Dwarkadhish Ji is a Hindu Temple, situated on the southern bank of the Rajsamand lake in Kankroli. The temple commands a very fine view of the lake. This temple is temple is dedicated to Dwarkadhish Ji, one of the seven swaroops of Pushtimarg of Vallabhacharya.

History
Originally, Dwarkadhish Ji temple was in Gokul. During Mughal rule, temples were threatened with frequent invasions, vandalism and arson. Dwarkadhish ji, was also exposed to this danger. Apprehending danger to Dwarkadhish Ji, Goswami Girdharji took the deity with him to Ahmedabad. Due to apprehension there as well, he was invited to Mewar in 1671 AD.

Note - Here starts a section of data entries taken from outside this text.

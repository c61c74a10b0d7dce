use async_trait::async_trait;
use reqwest::Client;
use serde_json::json;

use crate::notify::Notifier;

/// Notifier that POSTs each message to a webhook URL as `{"text": ...}`.
///
/// Works with any chat webhook that accepts a plain-text payload.
pub struct WebhookNotifier {
    client: Client,
    webhook_url: String,
    enabled: bool,
}

impl WebhookNotifier {
    pub fn new(webhook_url: String) -> Self {
        Self {
            client: Client::new(),
            webhook_url,
            enabled: true,
        }
    }

    /// Build from `BANDBOT_WEBHOOK_URL`; `None` when the variable is unset.
    pub fn from_env() -> Option<Self> {
        let webhook_url = std::env::var("BANDBOT_WEBHOOK_URL").ok()?;
        let enabled = std::env::var("BANDBOT_WEBHOOK_ENABLED")
            .map(|v| v.to_lowercase() != "false")
            .unwrap_or(true);

        Some(Self {
            client: Client::new(),
            webhook_url,
            enabled,
        })
    }
}

#[async_trait]
impl Notifier for WebhookNotifier {
    async fn send_message(&self, text: &str) {
        if !self.enabled {
            tracing::debug!("Webhook disabled, dropping message: {}", text);
            return;
        }

        let payload = json!({ "text": text });
        match self
            .client
            .post(&self.webhook_url)
            .json(&payload)
            .send()
            .await
        {
            Ok(response) if response.status().is_success() => {
                tracing::debug!("Webhook delivered: {}", text);
            }
            Ok(response) => {
                tracing::warn!(
                    "Webhook returned {} for message: {}",
                    response.status(),
                    text
                );
            }
            Err(err) => {
                tracing::warn!("Webhook delivery failed: {} (message: {})", err, text);
            }
        }
    }
}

Maharana Raj Singh granted village of Asotiya for Dwarkadhish Ji. Temple was constructed in Asotiya.  After  Rajsamand Lake was built, due to heavy rainfall, the Aasotia temple was flooded and the temple became islet. MaharajKumar AmarSingh allocated Darikhana and Haveli's high ground for construction of new temple of DwarkadhishJi.

Temple is built in haveli form and beauty of the temple tends to be enhanced because of the lush greenery of the surroundings. More and more additions were done to the temple complex over the time. The temple sits on the high bank of Rajsamand Lake. The shikhar is generally a noticeable characteristic decorated with various sculptures. The priest and attendants of the temples are Gosains, whose ancestors were Brijwasis. (inhabitants of Brij).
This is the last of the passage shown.